Tariff Signals a Window of Opportunity: A Moment of Reflection for Uttar Pradesh’s Exporters

Hasan Yaqoob: Public Policy Strategist | Co-Chairman, ASSOCHAM Uttar Pradesh

Lucknow: The announcement by the United States to impose a 25% tariff on certain imports from India, effective from August 1, 2025, is undoubtedly a significant development from a trade perspective.

Uttar Pradesh, which has made remarkable progress in recent years in the fields of exports, industrial output, and investment, is likely to feel the direct impact of this global policy shift. Sectors that are relatively more dependent on the American market—such as handicrafts, textiles, leather, ready-made garments, and pharmaceuticals—require a measured and strategic policy response.

Key Export Sectors of Uttar Pradesh and Potential Impact:-

In 2024, Uttar Pradesh exported goods worth approximately ₹18,000 crore (USD 2.2 billion) to the United States. Estimated contributions include:
• Rs 4,500 crore (25%) from textiles and ready-made garments
• Rs 3,200 crore (18%) from the carpet industry
• Rs 2,600 crore (15%) from handicrafts and metalware (notably from Moradabad)
• Rs 1,800 crore (10%) from the leather and footwear sector
• Rs 1,500 crore (8%) from pharmaceuticals and healthcare products

With these products now facing an additional 25% duty, American importers are unlikely to absorb the higher costs.
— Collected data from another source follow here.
//! 库存服务：操作分发与边界呈现。

use disk_inventory_api_types::{ErrorResponse, MethodCall, MethodReply};
use serde::Serialize;
use serde_json::Value;
use tracing::{debug, warn};

use crate::config::{FailureMode, ServiceConfig};
use crate::error::{InventoryError, Result};
use crate::filesystem::{FileSystemCapabilities, ListFilter};
use crate::model::{EntryInfo, VolumeInfo};
use crate::operation::{Operation, OperationKind};
use crate::probe::{OsProbe, SystemProbe};
use crate::volumes::{list_volumes, platform_version};

/// 单次操作的成功结果。
#[derive(Debug, Clone, PartialEq, Eq, Serialize)]
#[serde(untagged)]
pub enum OperationOutput {
    Text(String),
    Flag(bool),
    Volumes(Vec<VolumeInfo>),
    Entries(Vec<EntryInfo>),
    Entry(EntryInfo),
}

/// 磁盘与文件系统库存服务。
///
/// 每次调用都是独立的同步事务，服务本身不保存任何跨调用状态。
#[derive(Debug, Clone)]
pub struct InventoryService<P = OsProbe> {
    probe: P,
    filesystem: FileSystemCapabilities,
    failure_mode: FailureMode,
}

impl InventoryService<OsProbe> {
    /// 使用真实系统探针创建服务。
    pub fn new(config: &ServiceConfig) -> Self {
        Self::with_probe(OsProbe::new(), config.failure_mode)
    }
}

impl<P: SystemProbe> InventoryService<P> {
    pub fn with_probe(probe: P, failure_mode: FailureMode) -> Self {
        Self {
            probe,
            filesystem: FileSystemCapabilities::new(),
            failure_mode,
        }
    }

    pub fn failure_mode(&self) -> FailureMode {
        self.failure_mode
    }

    /// 处理一次已解码的调用，返回可直接编码的应答。
    #[tracing::instrument(skip(self, call), fields(method = %call.method, id = ?call.id))]
    pub fn handle(&self, call: MethodCall) -> MethodReply {
        let MethodCall {
            id,
            method,
            arguments,
        } = call;

        let operation = match Operation::parse(&method, arguments.as_ref()) {
            Ok(operation) => operation,
            Err(err) => {
                warn!(error = %err, "rejected method call");
                return MethodReply::error(id, err.to_response());
            }
        };

        let kind = operation.kind();
        match self.execute(operation) {
            Ok(output) => match serde_json::to_value(&output) {
                Ok(value) => MethodReply::success(id, value),
                Err(err) => MethodReply::error(
                    id,
                    ErrorResponse::new("SERIALIZATION_ERROR", err.to_string()),
                ),
            },
            Err(err) => self.present_failure(id, kind, err),
        }
    }

    /// 执行操作，失败以带类型的错误返回。
    pub fn execute(&self, operation: Operation) -> Result<OperationOutput> {
        debug!(operation = %operation.kind(), "executing operation");

        match operation {
            Operation::GetPlatformVersion => {
                Ok(OperationOutput::Text(platform_version(&self.probe)))
            }
            Operation::ListVolumes => Ok(OperationOutput::Volumes(list_volumes(&self.probe))),
            Operation::ListDirectory(params) => self.list(&params.path, ListFilter::All),
            Operation::ListFilesOnly(params) => self.list(&params.path, ListFilter::FilesOnly),
            Operation::CreateDirectory(params) => Ok(OperationOutput::Flag(
                self.filesystem.create_directory(&params.path)?,
            )),
            Operation::DeleteDirectory(params) => Ok(OperationOutput::Flag(
                self.filesystem.delete_directory(&params.path)?,
            )),
            Operation::CreateFile(params) => {
                let content = params.content.as_deref().unwrap_or_default();
                self.filesystem.write_file(&params.path, content)?;
                Ok(OperationOutput::Flag(true))
            }
            Operation::DeleteFile(params) => Ok(OperationOutput::Flag(
                self.filesystem.delete_file(&params.path)?,
            )),
            Operation::ReadFile(params) => {
                Ok(OperationOutput::Text(self.filesystem.read_file(&params.path)?))
            }
            Operation::WriteFile(params) => {
                self.filesystem.write_file(&params.path, &params.content)?;
                Ok(OperationOutput::Flag(true))
            }
            Operation::GetFileMetadata(params) => Ok(OperationOutput::Entry(
                self.filesystem.file_metadata(&params.path)?,
            )),
            Operation::GetFolderMetadata(params) => Ok(OperationOutput::Entry(
                self.filesystem.folder_metadata(&params.path)?,
            )),
        }
    }

    fn list(&self, path: &str, filter: ListFilter) -> Result<OperationOutput> {
        self.filesystem
            .list_directory(path, filter)
            .map(OperationOutput::Entries)
            .map_err(InventoryError::DirectoryList)
    }

    fn present_failure(&self, id: Option<u64>, kind: OperationKind, err: InventoryError) -> MethodReply {
        if self.failure_mode == FailureMode::Compatible
            && let Some(fallback) = compatible_fallback(kind)
        {
            warn!(operation = %kind, error = %err, "operation failed, answering with compatibility default");
            return MethodReply::success(id, fallback);
        }

        warn!(operation = %kind, code = err.code(), error = %err, "operation failed");
        MethodReply::error(id, err.to_response())
    }
}

/// 兼容模式下失败时返回的默认值；`None` 表示该操作的失败必须上报。
fn compatible_fallback(kind: OperationKind) -> Option<Value> {
    match kind {
        OperationKind::CreateDirectory
        | OperationKind::DeleteDirectory
        | OperationKind::CreateFile
        | OperationKind::DeleteFile
        | OperationKind::WriteFile => Some(Value::Bool(false)),
        OperationKind::ReadFile => Some(Value::String(String::new())),
        OperationKind::GetFileMetadata | OperationKind::GetFolderMetadata => Some(Value::Null),
        OperationKind::GetPlatformVersion
        | OperationKind::ListVolumes
        | OperationKind::ListDirectory
        | OperationKind::ListFilesOnly => None,
    }
}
Experts estimate that in the coming two quarters, total exports from Uttar Pradesh to the U.S. could decline by 12% to 18%.

This could translate to deferred or diverted export orders worth ₹2,000 to ₹3,200 crore, potentially being redirected to competing countries such as Bangladesh, Vietnam, and Turkey.

Micro and Long-Term Effects:

The MSME sector, which contributes nearly 80% of Uttar Pradesh’s total exports, may be the first to feel the pinch.

Cities such as Lucknow, Moradabad, Varanasi, Bhadohi, and Agra collectively host more than 25,000 export units, with an estimated 25–30% either directly or indirectly dependent on American orders.

If the tariff regime persists for an extended period, short-term job uncertainty may arise for around 50,000 to 70,000 workers.

Recognizing Opportunity in Maturity:

1. Exploring New Markets
In 2024, India’s exports to the Middle East and Latin America grew at an impressive rate of 18%. Products from Uttar Pradesh have been gaining popularity in these regions. The current tariff scenario is a signal to reduce overdependence on the U.S. and diversify into emerging markets.

2. Product Innovation and Branding
When the cost of a product rises, repositioning it into the premium segment can be a viable strategy. Uttar Pradesh’s GI-tagged products can still thrive despite tariffs if they are marketed as luxury gifts, heritage crafts, or exclusive brand offerings.

3. Policy Support and Collaboration
This moment offers the state government a vital opportunity to extend interest subsidies, market expansion grants, and logistical support to exporters. These measures could ease their transition into newer, less price-sensitive markets.

The Road Ahead: A Shift in Perspective from Challenge to Transformation :-

There is no doubt that this tariff presents a trade challenge. But global commerce has long been shaped by tariff tensions and policy maneuvering. The real question is how we respond—what strategies we adopt and how we reposition ourselves.

With its rich artisanal tradition and industrial capabilities, Uttar Pradesh has the potential to convert this disruption into a trade transformation. With the right policy interventions and business strategies, this 25% tariff could become a turning point—propelling Uttar Pradesh to a more diversified, competitive, and self-reliant future in global trade.